1. A system for facilitating communication between ASL and non-ASL users, comprising:

a vision system to detect one or more movements of a first user;

a processor in communication with the vision system, the processor comprising a model trained to identify one or more classifiers that associate the one or more movements of the user with a letter, word, and/or phrase of American Sign Language (ASL);

an output generator in communication with the processor to audibly output the letter, word, and/or phrase of ASL;

a receiver in communication with the processor to receive an audible speech, wherein the processor converts the audible speech into visual text; and

a display configured to show the visual text received from the processor.

2. The system of claim 1, further comprising a wearable device, and wherein the vision system, output generator, receiver, and display are part of the wearable device.

3. The system of claim 2, wherein the wearable device comprises glasses.

4. The system of claim 1, wherein the vision system comprises a camera and/or LiDAR.

5. The system of claim 1, wherein the output generator comprises a speaker.

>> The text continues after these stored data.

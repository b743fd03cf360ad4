// Fakes for the renewal collaborators, shared by the auth unit tests

use anyhow::Result;
use async_trait::async_trait;
use std::sync::atomic::{AtomicBool, AtomicUsize, Ordering};
use std::sync::{Arc, Mutex};
use tokio::sync::Semaphore;

use super::types::{AuthorizeResponse, LoginRedirect};
use crate::config::ProviderConfig;
use crate::cookies::Cookie;
use crate::error::AuthError;
use crate::http_client::ProviderApi;
use crate::login::LoginSurface;
use crate::store::{CredentialStore, MemoryStore};

pub const NOW: i64 = 1_700_000_000_000;

pub fn provider() -> ProviderConfig {
    ProviderConfig {
        authorize_url: "https://auth.example.com/authorize".to_string(),
        callback_prefix: "https://cb.example.com/opt_in".to_string(),
        auth_domain: "auth.example.com".to_string(),
        login_cookie_name: "ssid".to_string(),
        ..ProviderConfig::default()
    }
}

pub struct FakeApi {
    pub authorize_calls: AtomicUsize,
    pub entitlement_calls: AtomicUsize,
    pub userinfo_calls: AtomicUsize,
    authorize_status: Mutex<u16>,
    authorize_location: Mutex<Option<String>>,
    authorize_cookies: Mutex<Vec<String>>,
    last_cookie_header: Mutex<Option<String>>,
    entitlement: Mutex<std::result::Result<String, String>>,
    user_id: Mutex<std::result::Result<String, String>>,
}

impl FakeApi {
    pub fn new() -> Self {
        Self {
            authorize_calls: AtomicUsize::new(0),
            entitlement_calls: AtomicUsize::new(0),
            userinfo_calls: AtomicUsize::new(0),
            authorize_status: Mutex::new(303),
            authorize_location: Mutex::new(None),
            authorize_cookies: Mutex::new(Vec::new()),
            last_cookie_header: Mutex::new(None),
            entitlement: Mutex::new(Ok("ent1".to_string())),
            user_id: Mutex::new(Ok("u1".to_string())),
        }
    }

    pub fn set_authorize_status(&self, status: u16) {
        *self.authorize_status.lock().unwrap() = status;
    }

    pub fn set_authorize_redirect(&self, location: &str) {
        *self.authorize_location.lock().unwrap() = Some(location.to_string());
    }

    pub fn set_authorize_cookies(&self, cookies: Vec<String>) {
        *self.authorize_cookies.lock().unwrap() = cookies;
    }

    pub fn set_entitlement(&self, result: std::result::Result<&str, &str>) {
        *self.entitlement.lock().unwrap() = result.map(str::to_string).map_err(str::to_string);
    }

    pub fn set_user_id(&self, result: std::result::Result<&str, &str>) {
        *self.user_id.lock().unwrap() = result.map(str::to_string).map_err(str::to_string);
    }

    pub fn last_cookie_header(&self) -> Option<String> {
        self.last_cookie_header.lock().unwrap().clone()
    }

    pub fn network_calls(&self) -> usize {
        self.authorize_calls.load(Ordering::SeqCst)
            + self.entitlement_calls.load(Ordering::SeqCst)
            + self.userinfo_calls.load(Ordering::SeqCst)
    }
}

#[async_trait]
impl ProviderApi for FakeApi {
    async fn authorize(&self, cookie_header: &str) -> Result<AuthorizeResponse> {
        self.authorize_calls.fetch_add(1, Ordering::SeqCst);
        *self.last_cookie_header.lock().unwrap() = Some(cookie_header.to_string());

        Ok(AuthorizeResponse {
            status: *self.authorize_status.lock().unwrap(),
            location: self.authorize_location.lock().unwrap().clone(),
            set_cookies: self.authorize_cookies.lock().unwrap().clone(),
        })
    }

    async fn fetch_entitlement(&self, _access_token: &str) -> Result<String> {
        self.entitlement_calls.fetch_add(1, Ordering::SeqCst);
        self.entitlement.lock().unwrap().clone().map_err(anyhow::Error::msg)
    }

    async fn fetch_user_id(&self, _access_token: &str) -> Result<String> {
        self.userinfo_calls.fetch_add(1, Ordering::SeqCst);
        self.user_id.lock().unwrap().clone().map_err(anyhow::Error::msg)
    }
}

pub struct FakeLogin {
    pub calls: AtomicUsize,
    redirect: Mutex<String>,
    cookies: Mutex<Vec<Cookie>>,
    abandon: bool,
    gate: Option<Arc<Semaphore>>,
    pub cleared_domains: Mutex<Vec<String>>,
}

impl FakeLogin {
    pub fn new() -> Self {
        Self {
            calls: AtomicUsize::new(0),
            redirect: Mutex::new(
                "https://cb.example.com/opt_in#access_token=tok1&expires_in=3600".to_string(),
            ),
            cookies: Mutex::new(Vec::new()),
            abandon: false,
            gate: None,
            cleared_domains: Mutex::new(Vec::new()),
        }
    }

    pub fn abandoning() -> Self {
        Self {
            abandon: true,
            ..Self::new()
        }
    }

    /// Login blocks until a permit is added to `gate`
    pub fn gated(mut self, gate: Arc<Semaphore>) -> Self {
        self.gate = Some(gate);
        self
    }

    pub fn set_redirect(&self, url: &str) {
        *self.redirect.lock().unwrap() = url.to_string();
    }

    pub fn set_cookies(&self, cookies: Vec<Cookie>) {
        *self.cookies.lock().unwrap() = cookies;
    }
}

#[async_trait]
impl LoginSurface for FakeLogin {
    async fn login(
        &self,
        _authorize_url: &str,
        _callback_prefix: &str,
    ) -> std::result::Result<LoginRedirect, AuthError> {
        self.calls.fetch_add(1, Ordering::SeqCst);

        if let Some(gate) = &self.gate {
            gate.acquire()
                .await
                .map_err(|_| AuthError::LoginAbandoned)?
                .forget();
        }

        if self.abandon {
            return Err(AuthError::LoginAbandoned);
        }

        Ok(LoginRedirect {
            url: self.redirect.lock().unwrap().clone(),
            cookies: self.cookies.lock().unwrap().clone(),
        })
    }

    async fn clear_cookies(&self, domain: &str) -> Result<()> {
        self.cleared_domains.lock().unwrap().push(domain.to_string());
        Ok(())
    }
}

/// Store whose writes or removals can be switched to fail; reads always succeed
pub struct FailingStore {
    pub inner: MemoryStore,
    fail_writes: AtomicBool,
    fail_removes: AtomicBool,
}

impl FailingStore {
    pub fn new() -> Self {
        Self {
            inner: MemoryStore::new(),
            fail_writes: AtomicBool::new(false),
            fail_removes: AtomicBool::new(false),
        }
    }

    pub fn set_fail_writes(&self, fail: bool) {
        self.fail_writes.store(fail, Ordering::SeqCst);
    }

    pub fn set_fail_removes(&self, fail: bool) {
        self.fail_removes.store(fail, Ordering::SeqCst);
    }
}

#[async_trait]
impl CredentialStore for FailingStore {
    async fn get_item(&self, key: &str) -> Result<Option<String>> {
        self.inner.get_item(key).await
    }

    async fn set_item(&self, key: &str, value: &str) -> Result<()> {
        if self.fail_writes.load(Ordering::SeqCst) {
            anyhow::bail!("disk full");
        }
        self.inner.set_item(key, value).await
    }

    async fn remove_item(&self, key: &str) -> Result<()> {
        if self.fail_removes.load(Ordering::SeqCst) {
            anyhow::bail!("store is read-only");
        }
        self.inner.remove_item(key).await
    }

    async fn set_items(&self, items: &[(&str, String)]) -> Result<()> {
        if self.fail_writes.load(Ordering::SeqCst) {
            anyhow::bail!("disk full");
        }
        self.inner.set_items(items).await
    }
}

6. The system of claim 1, wherein the receiver comprises a microphone.

7. The system of claim 1, wherein the processor is located independently of the vision system, output generator, receiver, and display.

8. The system of claim 1, wherein the processor is a smart device.

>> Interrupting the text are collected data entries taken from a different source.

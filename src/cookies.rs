// Session cookie jar
// Holds the identity provider's session cookies and (de)serializes the durable ones

use anyhow::{Context, Result};
use chrono::DateTime;
use serde::{Deserialize, Serialize};
use std::collections::BTreeMap;

/// Current version of the serialized jar blob
pub const JAR_FORMAT_VERSION: u32 = 1;

/// A single HTTP cookie
#[derive(Debug, Clone, PartialEq, Eq, Serialize, Deserialize)]
#[serde(rename_all = "camelCase")]
pub struct Cookie {
    pub domain: String,
    pub path: String,
    pub name: String,
    pub value: String,
    /// Absolute expiry in milliseconds since epoch; `None` for session-only cookies
    pub expires_at: Option<i64>,
    #[serde(default)]
    pub secure: bool,
    #[serde(default)]
    pub http_only: bool,
}

impl Cookie {
    /// Create a session-only cookie scoped to `domain` and path `/`
    pub fn new(domain: &str, name: &str, value: &str) -> Self {
        Self {
            domain: normalize_domain(domain),
            path: "/".to_string(),
            name: name.to_string(),
            value: value.to_string(),
            expires_at: None,
            secure: false,
            http_only: false,
        }
    }

    /// Builder-style setter for the absolute expiry (ms since epoch)
    pub fn expiring_at(mut self, expires_at: i64) -> Self {
        self.expires_at = Some(expires_at);
        self
    }

    /// Whether this cookie survives a save/load cycle
    pub fn is_persistent(&self) -> bool {
        self.expires_at.is_some()
    }

    /// Whether the cookie's own expiry has passed; session-only cookies never expire here
    pub fn is_expired(&self, now_ms: i64) -> bool {
        matches!(self.expires_at, Some(exp) if exp <= now_ms)
    }

    /// Domain-match per RFC 6265: exact host or a subdomain of the cookie domain
    pub fn matches_host(&self, host: &str) -> bool {
        let host = normalize_domain(host);
        host == self.domain || host.ends_with(&format!(".{}", self.domain))
    }

    /// Path-match per RFC 6265
    pub fn matches_path(&self, request_path: &str) -> bool {
        if request_path == self.path {
            return true;
        }
        request_path.starts_with(&self.path)
            && (self.path.ends_with('/') || request_path[self.path.len()..].starts_with('/'))
    }

    fn key(&self) -> CookieKey {
        (self.domain.clone(), self.path.clone(), self.name.clone())
    }
}

type CookieKey = (String, String, String);

/// Serialized form of the jar
#[derive(Serialize, Deserialize)]
struct JarBlob {
    version: u32,
    cookies: Vec<Cookie>,
}

/// Cookies keyed by (domain, path, name)
#[derive(Debug, Clone, Default, PartialEq)]
pub struct SessionJar {
    cookies: BTreeMap<CookieKey, Cookie>,
}

impl SessionJar {
    pub fn new() -> Self {
        Self::default()
    }

    /// Build a jar from cookies harvested by a login flow
    pub fn from_cookies(cookies: impl IntoIterator<Item = Cookie>) -> Self {
        let mut jar = Self::new();
        for cookie in cookies {
            jar.set(cookie);
        }
        jar
    }

    /// Insert or replace a cookie with the same (domain, path, name)
    pub fn set(&mut self, mut cookie: Cookie) {
        cookie.domain = normalize_domain(&cookie.domain);
        self.cookies.insert(cookie.key(), cookie);
    }

    pub fn get(&self, domain: &str, path: &str, name: &str) -> Option<&Cookie> {
        self.cookies
            .get(&(normalize_domain(domain), path.to_string(), name.to_string()))
    }

    pub fn remove(&mut self, domain: &str, path: &str, name: &str) -> Option<Cookie> {
        self.cookies
            .remove(&(normalize_domain(domain), path.to_string(), name.to_string()))
    }

    pub fn iter(&self) -> impl Iterator<Item = &Cookie> {
        self.cookies.values()
    }

    pub fn len(&self) -> usize {
        self.cookies.len()
    }

    pub fn is_empty(&self) -> bool {
        self.cookies.is_empty()
    }

    pub fn clear(&mut self) {
        self.cookies.clear();
    }

    /// True when a cookie named `name` for `host` exists and its own expiry is in the future.
    /// Session-only cookies do not count: their lifetime cannot be verified.
    pub fn has_valid_cookie(&self, host: &str, name: &str, now_ms: i64) -> bool {
        self.cookies.values().any(|c| {
            c.name == name
                && c.matches_host(host)
                && matches!(c.expires_at, Some(exp) if exp > now_ms)
        })
    }

    /// Render a `Cookie` request header for `host` and `path`, skipping expired cookies
    pub fn cookie_header(&self, host: &str, path: &str, now_ms: i64) -> Option<String> {
        let mut matching: Vec<&Cookie> = self
            .cookies
            .values()
            .filter(|c| c.matches_host(host) && c.matches_path(path) && !c.is_expired(now_ms))
            .collect();

        if matching.is_empty() {
            return None;
        }

        // Longer paths first, per RFC 6265 section 5.4
        matching.sort_by(|a, b| b.path.len().cmp(&a.path.len()));

        Some(
            matching
                .iter()
                .map(|c| format!("{}={}", c.name, c.value))
                .collect::<Vec<_>>()
                .join("; "),
        )
    }

    /// Merge one `Set-Cookie` header received from `request_host`
    pub fn apply_set_cookie(&mut self, header: &str, request_host: &str, now_ms: i64) {
        match parse_set_cookie(header, request_host, now_ms) {
            Some(cookie) if cookie.is_expired(now_ms) => {
                self.cookies.remove(&cookie.key());
            }
            Some(cookie) => self.set(cookie),
            None => tracing::debug!("Ignoring unparsable or foreign-domain Set-Cookie header"),
        }
    }

    /// Serialize durable cookies to an opaque blob; session-only cookies are dropped
    pub fn serialize(&self) -> Result<String> {
        let blob = JarBlob {
            version: JAR_FORMAT_VERSION,
            cookies: self
                .cookies
                .values()
                .filter(|c| c.is_persistent())
                .cloned()
                .collect(),
        };
        serde_json::to_string(&blob).context("Failed to serialize cookie jar")
    }

    /// Restore a jar from a blob produced by [`SessionJar::serialize`]
    pub fn deserialize(blob: &str) -> Result<Self> {
        let parsed: JarBlob =
            serde_json::from_str(blob).context("Failed to parse cookie jar blob")?;

        if parsed.version != JAR_FORMAT_VERSION {
            anyhow::bail!("Unsupported cookie jar version: {}", parsed.version);
        }

        Ok(Self::from_cookies(
            parsed.cookies.into_iter().filter(Cookie::is_persistent),
        ))
    }
}

fn normalize_domain(domain: &str) -> String {
    domain.trim().trim_start_matches('.').to_ascii_lowercase()
}

/// Parse a `Set-Cookie` header value into a cookie scoped to `request_host` by default.
/// `Max-Age` takes precedence over `Expires`. Cookies whose `Domain` does not
/// domain-match `request_host` are rejected.
pub fn parse_set_cookie(header: &str, request_host: &str, now_ms: i64) -> Option<Cookie> {
    let mut parts = header.split(';');
    let (name, value) = parts.next()?.split_once('=')?;
    let name = name.trim();
    if name.is_empty() {
        return None;
    }

    let mut cookie = Cookie::new(request_host, name, value.trim());
    let mut max_age: Option<i64> = None;
    let mut expires: Option<i64> = None;

    for attr in parts {
        let (key, val) = match attr.split_once('=') {
            Some((k, v)) => (k.trim(), v.trim()),
            None => (attr.trim(), ""),
        };

        match key.to_ascii_lowercase().as_str() {
            "domain" if !val.is_empty() => cookie.domain = normalize_domain(val),
            "path" if val.starts_with('/') => cookie.path = val.to_string(),
            "max-age" => max_age = val.parse().ok(),
            "expires" => {
                expires = DateTime::parse_from_rfc2822(val)
                    .ok()
                    .map(|dt| dt.timestamp_millis())
            }
            "secure" => cookie.secure = true,
            "httponly" => cookie.http_only = true,
            _ => {}
        }
    }

    // A Domain attribute must cover the host that sent it
    if !cookie.matches_host(request_host) {
        return None;
    }

    cookie.expires_at = match max_age {
        Some(secs) if secs <= 0 => Some(i64::MIN),
        Some(secs) => Some(now_ms.saturating_add(secs.saturating_mul(1000))),
        None => expires,
    };

    Some(cookie)
}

9. The system of claim 1, wherein the model is a machine-learned model.

10. The system of claim 1, wherein the display comprises a mixed reality display, and the visual text comprises live captioning.

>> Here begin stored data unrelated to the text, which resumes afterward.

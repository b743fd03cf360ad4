use chrono::Utc;
use futures::future::{BoxFuture, FutureExt, Shared};
use std::sync::{Arc, Mutex, PoisonError, RwLock};

use super::credentials;
use super::derive::CredentialDeriver;
use super::refresh::RenewalStrategy;
use super::types::{AccessCredentials, Credentials, SessionStatus};
use crate::config::ProviderConfig;
use crate::cookies::SessionJar;
use crate::error::{AuthError, Result};
use crate::http_client::ProviderApi;
use crate::login::LoginSurface;
use crate::store::CredentialStore;

/// Millisecond wall clock
pub type Clock = Arc<dyn Fn() -> i64 + Send + Sync>;

type PendingRenewal = Shared<BoxFuture<'static, Result<AccessCredentials>>>;

/// Per-call context: where the session is persisted
#[derive(Clone)]
pub struct AuthContext {
    pub store: Arc<dyn CredentialStore>,
}

impl AuthContext {
    pub fn new(store: Arc<dyn CredentialStore>) -> Self {
        Self { store }
    }
}

#[derive(Debug, Default)]
struct SessionState {
    credentials: Credentials,
    jar: SessionJar,
}

struct Inner {
    /// Credential set and jar; never held across an await
    state: RwLock<SessionState>,

    /// Guards the one-time read of the persisted record
    loaded: tokio::sync::Mutex<bool>,

    /// At most one renewal in flight
    pending: Mutex<Option<PendingRenewal>>,

    strategy: RenewalStrategy,
    deriver: CredentialDeriver,
    login: Arc<dyn LoginSurface>,
    clock: Clock,
    auth_domain: String,
    refresh_margin_ms: i64,
}

/// Authentication manager
/// Owns the credential set, renews it on expiry and coalesces concurrent renewals
#[derive(Clone)]
pub struct AuthManager {
    inner: Arc<Inner>,
}

impl AuthManager {
    pub fn new(
        api: Arc<dyn ProviderApi>,
        login: Arc<dyn LoginSurface>,
        config: ProviderConfig,
    ) -> Self {
        Self::with_clock(api, login, config, Arc::new(|| Utc::now().timestamp_millis()))
    }

    /// Same as [`AuthManager::new`] with an injected clock
    pub fn with_clock(
        api: Arc<dyn ProviderApi>,
        login: Arc<dyn LoginSurface>,
        config: ProviderConfig,
        clock: Clock,
    ) -> Self {
        let inner = Inner {
            state: RwLock::new(SessionState::default()),
            loaded: tokio::sync::Mutex::new(false),
            pending: Mutex::new(None),
            strategy: RenewalStrategy::new(api.clone(), login.clone(), config.clone()),
            deriver: CredentialDeriver::new(api),
            login,
            clock,
            auth_domain: config.auth_domain.clone(),
            refresh_margin_ms: config.refresh_margin_ms(),
        };

        Self {
            inner: Arc::new(inner),
        }
    }

    /// Get valid credentials, renewing them if they have expired.
    /// Concurrent callers share a single renewal and its outcome.
    pub async fn acquire(&self, ctx: &AuthContext) -> Result<AccessCredentials> {
        self.inner.ensure_loaded(ctx.store.as_ref()).await;

        let now = (self.inner.clock)();
        if let Some(snapshot) = self.inner.read_state().credentials.fresh_snapshot(now) {
            return Ok(snapshot);
        }

        let pending = {
            let mut slot = self.inner.pending.lock().unwrap_or_else(PoisonError::into_inner);
            match slot.as_ref() {
                Some(pending) => {
                    tracing::debug!("Joining in-flight renewal");
                    pending.clone()
                }
                None => {
                    // A renewal may have committed since the check above
                    let now = (self.inner.clock)();
                    if let Some(snapshot) = self.inner.read_state().credentials.fresh_snapshot(now) {
                        return Ok(snapshot);
                    }

                    let pending = self.inner.clone().spawn_renewal(ctx.store.clone());
                    *slot = Some(pending.clone());
                    pending
                }
            }
        };

        pending.await
    }

    /// Sign out: drop provider cookies, the persisted record and the in-memory session
    pub async fn clear_account(&self, ctx: Option<&AuthContext>) {
        if let Err(e) = self.inner.login.clear_cookies(&self.inner.auth_domain).await {
            tracing::warn!(error = %e, "Failed to clear login session cookies");
        }

        if let Some(ctx) = ctx {
            credentials::remove_record(ctx.store.as_ref()).await;
        }

        // Nothing left to load once the record is gone
        *self.inner.loaded.lock().await = true;

        let mut state = self.inner.write_state();
        state.jar.clear();
        state.credentials = Credentials::default();

        tracing::info!("Signed out");
    }

    /// In-memory session view; never triggers a renewal
    pub fn status(&self) -> SessionStatus {
        let state = self.inner.read_state();
        SessionStatus {
            expires_at: state.credentials.expires_at,
            has_credentials: state.credentials.access_token.is_some(),
            stored_cookies: state.jar.len(),
        }
    }
}

impl Inner {
    fn read_state(&self) -> std::sync::RwLockReadGuard<'_, SessionState> {
        self.state.read().unwrap_or_else(PoisonError::into_inner)
    }

    fn write_state(&self) -> std::sync::RwLockWriteGuard<'_, SessionState> {
        self.state.write().unwrap_or_else(PoisonError::into_inner)
    }

    /// Read the persisted record once per process, only if nothing is in memory yet
    async fn ensure_loaded(&self, store: &dyn CredentialStore) {
        let mut loaded = self.loaded.lock().await;
        if *loaded {
            return;
        }
        *loaded = true;

        if self.read_state().credentials.expires_at != 0 {
            return;
        }

        match credentials::load_record(store).await {
            Ok(Some(record)) => {
                tracing::info!(expires_at = record.credentials.expires_at, "Loaded stored credentials");
                let mut state = self.write_state();
                state.credentials = record.credentials;
                state.jar = record.jar;
            }
            Ok(None) => tracing::debug!("No stored credentials"),
            Err(e) => tracing::warn!(error = %e, "Failed to load stored credentials"),
        }
    }

    /// Start the renewal on its own task so it settles even if every caller goes away
    fn spawn_renewal(self: Arc<Self>, store: Arc<dyn CredentialStore>) -> PendingRenewal {
        let handle = tokio::spawn(async move {
            let _clear = ClearPending(&self);
            self.renew(store.as_ref()).await
        });

        async move {
            match handle.await {
                Ok(result) => result,
                Err(e) => Err(AuthError::AuthenticationFailed(format!(
                    "renewal task failed: {}",
                    e
                ))),
            }
        }
        .boxed()
        .shared()
    }

    /// `now + lifetime - margin`, clamped instead of overflowing on absurd lifetimes
    fn expiry_for(&self, now: i64, expires_in_seconds: u64) -> i64 {
        let lifetime_ms = i64::try_from(expires_in_seconds)
            .unwrap_or(i64::MAX)
            .saturating_mul(1000);
        now.saturating_add(lifetime_ms)
            .saturating_sub(self.refresh_margin_ms)
    }

    /// Renew, derive and persist; commits to memory only after everything succeeded
    async fn renew(&self, store: &dyn CredentialStore) -> Result<AccessCredentials> {
        let now = (self.clock)();
        let jar = self.read_state().jar.clone();

        tracing::info!("Renewing credentials...");

        let result = async {
            let session = self.strategy.renew(&jar, now).await?;
            let derived = self.deriver.derive(&session.payload.access_token).await?;

            let renewed = Credentials {
                access_token: Some(session.payload.access_token.clone()),
                entitlement_token: Some(derived.entitlement_token.clone()),
                user_id: Some(derived.user_id.clone()),
                expires_at: self.expiry_for(now, session.payload.expires_in_seconds),
            };

            credentials::save_record(store, &renewed, &session.jar)
                .await
                .map_err(|e| AuthError::AuthenticationFailed(format!("{:#}", e)))?;

            Ok::<_, AuthError>((renewed, session.jar, derived, session.payload))
        }
        .await;

        match result {
            Ok((renewed, renewed_jar, derived, payload)) => {
                tracing::info!(expires_at = renewed.expires_at, "Credentials renewed");

                let mut state = self.write_state();
                state.credentials = renewed;
                state.jar = renewed_jar;

                Ok(AccessCredentials {
                    entitlement_token: derived.entitlement_token,
                    access_token: payload.access_token,
                    user_id: derived.user_id,
                })
            }
            Err(AuthError::AuthenticationFailed(msg)) => {
                tracing::error!(error = %msg, "Credential renewal failed");
                Err(AuthError::AuthenticationFailed(msg))
            }
            Err(e) => {
                tracing::error!(error = %e, "Credential renewal failed");
                Err(AuthError::AuthenticationFailed(e.to_string()))
            }
        }
    }
}

/// Clears the pending slot when the renewal task ends, panics included
struct ClearPending<'a>(&'a Inner);

impl Drop for ClearPending<'_> {
    fn drop(&mut self) {
        self.0
            .pending
            .lock()
            .unwrap_or_else(PoisonError::into_inner)
            .take();
    }
}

11. A method of communication, comprising:

identifying, via a vision system, one or more letters, words, and/or phrases associated with ASL based upon one or more movements of a first individual;

converting, the identified one or more letters, words, and/or phrases associated with ASL into synthetic speech using a machine-learned model that has been trained to identify classifiers associating the one or more movements with the one or more one or more letters, words, and/or phrases associated with ASL;

receiving, via a microphone, audible language from a second individual; and

displaying, via a mixed reality user interface, a text-based version of the audible language for the first individual.

12. The method of claim 11, wherein the machine-learned model is located on a processor that is independent of the vision system.

13. The method of claim 11, wherein the synthetic speech is broadcasted via a speaker.

14. The method of claim 11, wherein the vision system, microphone, and mixed reality user interface are part of a wearable device.

15. The method of claim 14, wherein the wearable device comprises glasses.

16. A system for facilitating communication involving the use of ASL, the system comprising:

a wearable device comprising a vision system, a speaker, a microphone, and a wireless communication module;

a machine-learned model that has been trained to identify classifiers associating one or more movements of an individual with one or more one or more letters, words, and/or phrases associated with ASL; and

a processor in communication with the wearable device and the machine-learned model, the processor including instructions comprising:

identifying one or more letters, words, and/or phrases associated with ASL based upon the one or more movements of the individual;

converting the identified one or more letters, words, and/or phrases associated with ASL into synthetic speech;

receiving audible language; and

displaying a text-based version of the audible language for the individual.

17. The system of claim 16, wherein the wearable device comprises glasses, and displaying the text-based version of the audible language comprises displaying in a mixed reality interface via the glasses.

18. The system of claim 16, wherein the vision system, speaker, and microphone of the wearable device in communication with the processor via one or more wireless communication protocols.

19. The system of claim 16, wherein the vision system comprises a camera and/or LiDAR.

20. The system of claim 16, wherein the processor is located on a smart device, and the machine-learned model either on the smart device or in wireless communication with the smart device.